Stored data:

use crate::capability::{Browser, Compressible, Discoverer, Idempotent, Loggable, Sampler};
use crate::error::AdapterError;
use async_trait::async_trait;
use hermod_message::Message;

/// A sink adapter: writes messages to an external system (spec §6
/// "Sink adapter capability set").
///
/// See [`crate::Source`] for the capability-probing convention shared
/// by both adapter kinds.
#[async_trait]
pub trait Sink: Send + Sync {
    /// Write `message`. The engine retries per the workflow's
    /// [`hermod_model::SinkPolicy`] on transient failure.
    async fn write(&self, message: &Message) -> Result<(), AdapterError>;

    /// Check connectivity without writing.
    async fn ping(&self) -> Result<(), AdapterError>;

    /// Release any held resources. No further calls are made after
    /// `close` returns.
    async fn close(&self) -> Result<(), AdapterError>;

    /// Expose [`Discoverer`] if this adapter implements it.
    fn as_discoverer(&self) -> Option<&dyn Discoverer> {
        None
    }

    /// Expose [`Sampler`] if this adapter implements it.
    fn as_sampler(&self) -> Option<&dyn Sampler> {
        None
    }

    /// Expose [`Browser`] if this adapter implements it.
    fn as_browser(&self) -> Option<&dyn Browser> {
        None
    }

    /// Expose [`Loggable`] if this adapter implements it.
    fn as_loggable(&self) -> Option<&dyn Loggable> {
        None
    }

    /// Expose [`Compressible`] if this adapter implements it.
    fn as_compressible(&self) -> Option<&dyn Compressible> {
        None
    }

    /// Expose [`Idempotent`] if this adapter implements it.
    fn as_idempotent(&self) -> Option<&dyn Idempotent> {
        None
    }
}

What to work on: Write out each line above that contains the word "capability".

Response to the exercise:
use crate::capability::{Browser, Compressible, Discoverer, Idempotent, Loggable, Sampler};
/// "Sink adapter capability set").
/// See [`crate::Source`] for the capability-probing convention shared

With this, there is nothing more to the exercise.